**What to do**
Across the listing below, how many lines contain the string "retag"? Only the number is needed.

**Data supplied**
========================

use bytes::{BufMut, Bytes, BytesMut};

use crate::error::{FrameError, Result};
use crate::types::DataType;

/// Header: magic (2) + type/length (2) + param (2) + checksum (1) = 7 bytes.
pub const HEADER_SIZE: usize = 7;

/// Header plus terminator; the size of a frame with an empty payload.
pub const FRAME_OVERHEAD: usize = HEADER_SIZE + 1;

/// Magic bytes: "KS" (0x4B 0x53).
pub const MAGIC: [u8; 2] = [b'K', b'S'];

/// Frame terminator: `'\r'`.
pub const TERMINATOR: u8 = b'\r';

/// Largest payload the 12-bit length field can describe.
pub const MAX_PAYLOAD: usize = 0x0FFF;

/// Largest possible frame on the wire.
pub const MAX_FRAME_SIZE: usize = MAX_PAYLOAD + FRAME_OVERHEAD;

/// A decoded packet.
#[derive(Debug, Clone, PartialEq, Eq)]
pub struct Packet {
    /// Two caller-defined bytes, opaque to the codec.
    pub param: [u8; 2],
    /// Element type of the payload.
    pub data_type: DataType,
    /// Raw payload bytes.
    pub payload: Bytes,
}

impl Packet {
    /// Create a new packet.
    pub fn new(param: [u8; 2], data_type: DataType, payload: impl Into<Bytes>) -> Self {
        Self {
            param,
            data_type,
            payload: payload.into(),
        }
    }

    /// A payload-less frame, as used for bare commands.
    pub fn command(data_type: DataType, param1: u8, param2: u8) -> Self {
        Self::new([param1, param2], data_type, Bytes::new())
    }

    pub fn payload_bytes(&self) -> usize {
        self.payload.len()
    }

    /// Number of logical elements in the payload.
    pub fn element_count(&self) -> usize {
        self.data_type.element_count(self.payload.len())
    }

    /// The total wire size of this packet (header + payload + terminator).
    pub fn wire_size(&self) -> usize {
        FRAME_OVERHEAD + self.payload.len()
    }

    /// Move the payload out, leaving this packet empty.
    ///
    /// A second call returns an empty buffer.
    pub fn take_payload(&mut self) -> Bytes {
        std::mem::take(&mut self.payload)
    }

    /// Consume the packet and return its payload.
    pub fn into_payload(self) -> Bytes {
        self.payload
    }

    /// Append this packet's frame to `dst`. Returns the number of bytes written.
    pub fn encode(&self, dst: &mut BytesMut) -> Result<usize> {
        write_frame(
            self.param,
            self.data_type,
            self.payload.len(),
            Some(self.payload.as_ref()),
            dst,
        )
    }
}

/// Decoded fixed header.
#[derive(Debug, Clone, Copy, PartialEq, Eq)]
pub struct Header {
    pub data_type: DataType,
    pub payload_bytes: usize,
    pub param: [u8; 2],
}

impl Header {
    /// Total frame length implied by this header.
    pub fn frame_len(&self) -> usize {
        self.payload_bytes + FRAME_OVERHEAD
    }
}

/// Checksum over the type/length and param bytes of a header.
///
/// `header` must hold at least 6 bytes; bytes `[2..6]` are summed mod 256.
pub fn checksum(header: &[u8]) -> u8 {
    header[2..6].iter().fold(0u8, |acc, b| acc.wrapping_add(*b))
}

/// Encode a packet into the wire format.
///
/// `element_count` is scaled by the element width of `data_type`. A missing
/// `param` is sent as two zero bytes; a missing `payload` reserves zeroed
/// payload bytes.
///
/// Wire format:
/// ```text
/// ┌────────────┬─────────────────────────┬──────────┬──────────┬──────────┬──────┐
/// │ Magic (2B) │ Type:4 | Length:12 (2B) │ Param    │ Checksum │ Payload  │ '\r' │
/// │ "KS"       │ big-endian, type high   │ (2B)     │ (1B)     │ (Length) │      │
/// └────────────┴─────────────────────────┴──────────┴──────────┴──────────┴──────┘
/// ```
pub fn encode_packet(
    param: Option<[u8; 2]>,
    data_type: DataType,
    element_count: usize,
    payload: Option<&[u8]>,
    dst: &mut BytesMut,
) -> Result<usize> {
    let payload_bytes = data_type
        .payload_bytes(element_count)
        .ok_or(FrameError::PayloadTooLarge {
            size: usize::MAX,
            max: MAX_PAYLOAD,
        })?;
    write_frame(
        param.unwrap_or_default(),
        data_type,
        payload_bytes,
        payload,
        dst,
    )
}

fn write_frame(
    param: [u8; 2],
    data_type: DataType,
    payload_bytes: usize,
    payload: Option<&[u8]>,
    dst: &mut BytesMut,
) -> Result<usize> {
    if payload_bytes > MAX_PAYLOAD {
        return Err(FrameError::PayloadTooLarge {
            size: payload_bytes,
            max: MAX_PAYLOAD,
        });
    }
    if let Some(data) = payload {
        if data.len() != payload_bytes {
            return Err(FrameError::PayloadLength {
                expected: payload_bytes,
                actual: data.len(),
            });
        }
    }

    let header = [
        MAGIC[0],
        MAGIC[1],
        (data_type.tag() << 4) | (payload_bytes >> 8) as u8,
        payload_bytes as u8,
        param[0],
        param[1],
    ];

    dst.reserve(payload_bytes + FRAME_OVERHEAD);
    dst.put_slice(&header);
    dst.put_u8(checksum(&header));
    match payload {
        Some(data) => dst.put_slice(data),
        None => dst.put_bytes(0, payload_bytes),
    }
    dst.put_u8(TERMINATOR);

    Ok(payload_bytes + FRAME_OVERHEAD)
}

/// Validate magic and checksum at the start of `src` and decode the header.
pub fn parse_header(src: &[u8]) -> Result<Header> {
    if src.len() < HEADER_SIZE {
        return Err(FrameError::Truncated {
            needed: HEADER_SIZE,
            available: src.len(),
        });
    }

    if src[0..2] != MAGIC {
        return Err(FrameError::InvalidMagic);
    }

    let expected = checksum(src);
    if src[6] != expected {
        return Err(FrameError::ChecksumMismatch {
            expected,
            found: src[6],
        });
    }

    Ok(Header {
        data_type: DataType::from_tag(src[2] >> 4),
        payload_bytes: (usize::from(src[2] & 0x0F) << 8) | usize::from(src[3]),
        param: [src[4], src[5]],
    })
}

/// Check that the byte following a `payload_bytes` payload is the terminator.
pub fn check_terminator(src: &[u8], payload_bytes: usize) -> Result<()> {
    let needed = payload_bytes + FRAME_OVERHEAD;
    if src.len() < needed {
        return Err(FrameError::Truncated {
            needed,
            available: src.len(),
        });
    }
    match src[needed - 1] {
        TERMINATOR => Ok(()),
        found => Err(FrameError::MissingTerminator { found }),
    }
}

/// Validate and decode one frame starting at `src[0]`.
///
/// Checks run in wire order: minimum length, magic, checksum, payload bounds,
/// terminator. Bytes after the frame are ignored.
pub fn decode_frame(src: &[u8]) -> Result<Packet> {
    if src.len() < FRAME_OVERHEAD {
        return Err(FrameError::Truncated {
            needed: FRAME_OVERHEAD,
            available: src.len(),
        });
    }

    let header = parse_header(src)?;
    check_terminator(src, header.payload_bytes)?;

    let payload = Bytes::copy_from_slice(&src[HEADER_SIZE..HEADER_SIZE + header.payload_bytes]);
    Ok(Packet {
        param: header.param,
        data_type: header.data_type,
        payload,
    })
}

/// What the stream reassembler does after emitting a packet.
#[derive(Debug, Clone, Copy, PartialEq, Eq, Default)]
pub enum ResyncMode {
    /// Continue scanning right after the emitted frame.
    #[default]
    Slide,
    /// Clear the whole receive buffer, dropping any bytes that followed
    /// the emitted frame.
    Reset,
}

/// Default reassembly buffer: one maximal frame plus 1 KiB of slack.
pub const DEFAULT_SESSION_CAPACITY: usize = 4096 + 1024 + 32;

/// Default buffered-unpacker capacity: 64 KiB.
pub const DEFAULT_BUFFER_CAPACITY: usize = 64 * 1024;

/// Configuration for the frame codec.
#[derive(Debug, Clone)]
pub struct FrameConfig {
    /// Byte-at-a-time reassembly buffer size. Clamped to at least
    /// [`MAX_FRAME_SIZE`].
    pub session_capacity: usize,
    /// Buffered unpacker size. Clamped to at least [`MAX_FRAME_SIZE`].
    pub buffer_capacity: usize,
    /// Behavior after a packet is emitted by the reassembler.
    pub resync: ResyncMode,
}

impl Default for FrameConfig {
    fn default() -> Self {
        Self {
            session_capacity: DEFAULT_SESSION_CAPACITY,
            buffer_capacity: DEFAULT_BUFFER_CAPACITY,
            resync: ResyncMode::default(),
        }
    }
}
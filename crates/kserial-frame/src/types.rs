//! Data type tags.
//!
//! Every frame carries a 4-bit tag selecting how the payload is interpreted.
//! Tags 0-11 are numeric (element width 1, 2, 4 or 8 bytes) except `R0`;
//! `R0` and `R1`-`R4` are raw command channels with no element width.

use std::fmt;

/// Number of distinct type tags (4-bit field).
pub const TYPE_COUNT: usize = 16;

/// Payload element type carried in the frame header.
#[derive(Debug, Clone, Copy, PartialEq, Eq, Hash)]
#[repr(u8)]
pub enum DataType {
    U8 = 0,
    U16 = 1,
    U32 = 2,
    U64 = 3,
    I8 = 4,
    I16 = 5,
    I32 = 6,
    I64 = 7,
    R0 = 8,
    F16 = 9,
    F32 = 10,
    F64 = 11,
    R1 = 12,
    R2 = 13,
    R3 = 14,
    R4 = 15,
}

const ALL: [DataType; TYPE_COUNT] = [
    DataType::U8,
    DataType::U16,
    DataType::U32,
    DataType::U64,
    DataType::I8,
    DataType::I16,
    DataType::I32,
    DataType::I64,
    DataType::R0,
    DataType::F16,
    DataType::F32,
    DataType::F64,
    DataType::R1,
    DataType::R2,
    DataType::R3,
    DataType::R4,
];

const WIDTHS: [usize; TYPE_COUNT] = [1, 2, 4, 8, 1, 2, 4, 8, 0, 2, 4, 8, 0, 0, 0, 0];

const NAMES: [&str; TYPE_COUNT] = [
    "U8", "U16", "U32", "U64", "I8", "I16", "I32", "I64", "R0", "F16", "F32", "F64", "R1", "R2",
    "R3", "R4",
];

// Right-aligned column width used when printing integer elements.
const DISPLAY_WIDTHS: [usize; TYPE_COUNT] = [4, 6, 11, 20, 4, 6, 11, 20, 0, 0, 0, 0, 0, 0, 0, 0];

impl DataType {
    /// Resolve a tag. Only the low 4 bits are considered.
    pub fn from_tag(tag: u8) -> Self {
        ALL[(tag & 0x0F) as usize]
    }

    /// All sixteen tags in wire order.
    pub fn all() -> &'static [DataType; TYPE_COUNT] {
        &ALL
    }

    /// The 4-bit wire tag.
    pub fn tag(self) -> u8 {
        self as u8
    }

    /// Element width in bytes; 0 for raw command channels.
    pub fn width(self) -> usize {
        WIDTHS[self as usize]
    }

    /// Short upper-case name (`"U8"`, `"F32"`, `"R1"`, ...).
    pub fn name(self) -> &'static str {
        NAMES[self as usize]
    }

    /// Column width for integer display, 0 where no fixed width applies.
    pub fn display_width(self) -> usize {
        DISPLAY_WIDTHS[self as usize]
    }

    /// True for `R0`..`R4`, whose count is a raw byte length.
    pub fn is_raw(self) -> bool {
        self.width() == 0
    }

    pub fn is_float(self) -> bool {
        matches!(self, DataType::F16 | DataType::F32 | DataType::F64)
    }

    pub fn is_signed(self) -> bool {
        matches!(
            self,
            DataType::I8 | DataType::I16 | DataType::I32 | DataType::I64
        )
    }

    /// Payload length in bytes for `element_count` elements of this type.
    ///
    /// Types narrower than two bytes (including raw tags) count bytes directly.
    /// Returns `None` if the length does not fit in `usize`.
    pub fn payload_bytes(self, element_count: usize) -> Option<usize> {
        let width = self.width();
        if width > 1 {
            element_count.checked_mul(width)
        } else {
            Some(element_count)
        }
    }

    /// Inverse of [`DataType::payload_bytes`].
    pub fn element_count(self, payload_bytes: usize) -> usize {
        let width = self.width();
        if width > 1 {
            payload_bytes / width
        } else {
            payload_bytes
        }
    }

    /// Parse a case-insensitive type name. Accepts the short names and the
    /// long forms (`uint8`, `int16`, `half`, `float`, `double`).
    pub fn from_name(name: &str) -> Option<Self> {
        let upper = name.trim().to_ascii_uppercase();
        if let Some(pos) = NAMES.iter().position(|n| *n == upper) {
            return Some(ALL[pos]);
        }
        let ty = match upper.as_str() {
            "UINT8" => DataType::U8,
            "UINT16" => DataType::U16,
            "UINT32" => DataType::U32,
            "UINT64" => DataType::U64,
            "INT8" => DataType::I8,
            "INT16" => DataType::I16,
            "INT32" => DataType::I32,
            "INT64" => DataType::I64,
            "HALF" => DataType::F16,
            "FLOAT" => DataType::F32,
            "DOUBLE" => DataType::F64,
            _ => return None,
        };
        Some(ty)
    }
}

impl From<u8> for DataType {
    fn from(tag: u8) -> Self {
        DataType::from_tag(tag)
    }
}

impl fmt::Display for DataType {
    fn fmt(&self, f: &mut fmt::Formatter<'_>) -> fmt::Result {
        f.write_str(self.name())
    }
}

/// Element width for a raw tag value. Total over `u8`; upper bits are ignored.
pub fn width_of(tag: u8) -> usize {
    DataType::from_tag(tag).width()
}

#[cfg(test)]
mod tests {
    use super::*;

    #[test]
    fn widths_match_registry() {
        let expected = [1, 2, 4, 8, 1, 2, 4, 8, 0, 2, 4, 8, 0, 0, 0, 0];
        for tag in 0..16u8 {
            assert_eq!(width_of(tag), expected[tag as usize], "tag {tag}");
        }
    }

    #[test]
    fn tag_is_masked_to_low_nibble() {
        assert_eq!(width_of(0x13), 8);
        assert_eq!(DataType::from_tag(0xFA), DataType::F32);
        assert_eq!(DataType::from(0x80), DataType::U8);
    }

    #[test]
    fn tag_roundtrip() {
        for ty in DataType::all() {
            assert_eq!(DataType::from_tag(ty.tag()), *ty);
        }
    }

    #[test]
    fn raw_channels_have_no_width() {
        for ty in [
            DataType::R0,
            DataType::R1,
            DataType::R2,
            DataType::R3,
            DataType::R4,
        ] {
            assert!(ty.is_raw());
            assert_eq!(ty.payload_bytes(5), Some(5));
            assert_eq!(ty.element_count(5), 5);
        }
    }

    #[test]
    fn payload_bytes_scales_by_width() {
        assert_eq!(DataType::U8.payload_bytes(3), Some(3));
        assert_eq!(DataType::I16.payload_bytes(3), Some(6));
        assert_eq!(DataType::F64.payload_bytes(2), Some(16));
        assert_eq!(DataType::U64.payload_bytes((usize::MAX >> 3) + 2), None);
        assert_eq!(DataType::R4.payload_bytes(usize::MAX), Some(usize::MAX));
        assert_eq!(DataType::F32.element_count(12), 3);
        assert_eq!(DataType::U32.element_count(7), 1);
    }

    #[test]
    fn names_and_parsing() {
        assert_eq!(DataType::F16.name(), "F16");
        assert_eq!(DataType::R3.to_string(), "R3");
        assert_eq!(DataType::from_name("u16"), Some(DataType::U16));
        assert_eq!(DataType::from_name("double"), Some(DataType::F64));
        assert_eq!(DataType::from_name(" r2 "), Some(DataType::R2));
        assert_eq!(DataType::from_name("u128"), None);
    }

    #[test]
    fn classification() {
        assert!(DataType::I32.is_signed());
        assert!(!DataType::U32.is_signed());
        assert!(DataType::F16.is_float());
        assert_eq!(DataType::I64.display_width(), 20);
        assert_eq!(DataType::F32.display_width(), 0);
    }
}
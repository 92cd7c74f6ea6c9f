fn main() {
    if let Ok(target) = std::env::var("TARGET") {
        println!("cargo:rustc-env=KSERIAL_BUILD_TARGET={target}");
    }
    println!("cargo:rerun-if-env-changed=TARGET");
}
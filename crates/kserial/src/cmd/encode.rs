use std::fmt::Display;
use std::str::FromStr;

use kserial_frame::{DataType, Element, Packet, PacketWriter};
use tracing::debug;

use crate::cmd::{parse_hex, EncodeArgs};
use crate::exit::{frame_error, CliError, CliResult, SUCCESS, USAGE};
use crate::output::{print_frame, OutputFormat};

pub fn run(args: EncodeArgs, format: OutputFormat) -> CliResult<i32> {
    let mut writer = PacketWriter::new(Vec::new());

    let packet = match &args.hex {
        Some(hex) => {
            let payload = parse_hex(hex)?;
            let count = args.data_type.element_count(payload.len());
            writer
                .send(Some(args.param), args.data_type, count, Some(payload.as_slice()))
                .map_err(|err| frame_error("encode failed", err))?;
            Packet::new(args.param, args.data_type, payload)
        }
        None => {
            let packet = build_packet(args.param, args.data_type, &args.values)?;
            writer
                .write_packet(&packet)
                .map_err(|err| frame_error("encode failed", err))?;
            packet
        }
    };

    let wire = writer.into_inner();
    debug!(
        data_type = %packet.data_type,
        elements = packet.element_count(),
        frame_size = wire.len(),
        "encoded packet"
    );
    print_frame(&packet, &wire, format);
    Ok(SUCCESS)
}

/// Parse textual element values into a packet of `data_type`.
///
/// Raw tags take byte values; `F16` takes the raw half-precision bits.
fn build_packet(param: [u8; 2], data_type: DataType, values: &[String]) -> CliResult<Packet> {
    match data_type {
        DataType::U8 => typed::<u8>(param, values),
        DataType::U16 => typed::<u16>(param, values),
        DataType::U32 => typed::<u32>(param, values),
        DataType::U64 => typed::<u64>(param, values),
        DataType::I8 => typed::<i8>(param, values),
        DataType::I16 => typed::<i16>(param, values),
        DataType::I32 => typed::<i32>(param, values),
        DataType::I64 => typed::<i64>(param, values),
        DataType::F32 => typed::<f32>(param, values),
        DataType::F64 => typed::<f64>(param, values),
        DataType::F16 => Ok(retag(typed::<u16>(param, values)?, data_type)),
        DataType::R0 | DataType::R1 | DataType::R2 | DataType::R3 | DataType::R4 => {
            Ok(retag(typed::<u8>(param, values)?, data_type))
        }
    }
}

fn typed<E>(param: [u8; 2], values: &[String]) -> CliResult<Packet>
where
    E: Element + FromStr,
    E::Err: Display,
{
    let elements = values
        .iter()
        .map(|text| {
            parse_value::<E>(text)
                .map_err(|err| CliError::new(USAGE, format!("invalid value {text:?}: {err}")))
        })
        .collect::<CliResult<Vec<E>>>()?;
    Packet::from_elements(param, &elements).map_err(|err| frame_error("encode failed", err))
}

fn parse_value<E>(text: &str) -> Result<E, String>
where
    E: FromStr,
    E::Err: Display,
{
    let text = text.trim();
    if let Some(hex) = text.strip_prefix("0x").or_else(|| text.strip_prefix("0X")) {
        // Range is checked by the target type's parse.
        let raw = u64::from_str_radix(hex, 16).map_err(|err| err.to_string())?;
        return raw.to_string().parse::<E>().map_err(|err| err.to_string());
    }
    text.parse::<E>().map_err(|err| err.to_string())
}

fn retag(packet: Packet, data_type: DataType) -> Packet {
    Packet::new(packet.param, data_type, packet.into_payload())
}

#[cfg(test)]
mod tests {
    use super::*;

    fn strings(values: &[&str]) -> Vec<String> {
        values.iter().map(|v| v.to_string()).collect()
    }

    #[test]
    fn builds_typed_payloads() {
        let packet = build_packet([1, 2], DataType::U8, &strings(&["170", "0xBB", "204"])).unwrap();
        assert_eq!(packet.payload.as_ref(), &[0xAA, 0xBB, 0xCC]);
        assert_eq!(packet.param, [1, 2]);

        let packet = build_packet([0, 0], DataType::I16, &strings(&["-1", "2"])).unwrap();
        assert_eq!(packet.payload.as_ref(), &[0xFF, 0xFF, 0x02, 0x00]);

        let packet = build_packet([0, 0], DataType::F32, &strings(&["1.5"])).unwrap();
        assert_eq!(packet.elements::<f32>().unwrap(), vec![1.5]);
    }

    #[test]
    fn raw_and_half_types_keep_their_tag() {
        let packet = build_packet([0xA1, 0], DataType::R2, &strings(&["1", "2"])).unwrap();
        assert_eq!(packet.data_type, DataType::R2);
        assert_eq!(packet.payload.as_ref(), &[1, 2]);

        let packet = build_packet([0, 0], DataType::F16, &strings(&["0x3C00"])).unwrap();
        assert_eq!(packet.data_type, DataType::F16);
        assert_eq!(packet.payload.as_ref(), &[0x00, 0x3C]);
    }

    #[test]
    fn empty_values_build_a_command() {
        let packet = build_packet([0xD0, 0], DataType::R0, &[]).unwrap();
        assert!(packet.payload.is_empty());
        assert_eq!(packet.wire_size(), 8);
    }

    #[test]
    fn rejects_out_of_range_values() {
        let err = build_packet([0, 0], DataType::U8, &strings(&["256"])).unwrap_err();
        assert_eq!(err.code, USAGE);

        let err = build_packet([0, 0], DataType::I8, &strings(&["abc"])).unwrap_err();
        assert!(err.message.contains("invalid value"));
    }

    #[test]
    fn parse_value_hex_literals() {
        assert_eq!(parse_value::<u16>("0xFFFF").unwrap(), 0xFFFF);
        assert!(parse_value::<u8>("0x100").is_err());
        assert_eq!(parse_value::<i32>(" -7 ").unwrap(), -7);
    }
}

========================

**Output**
3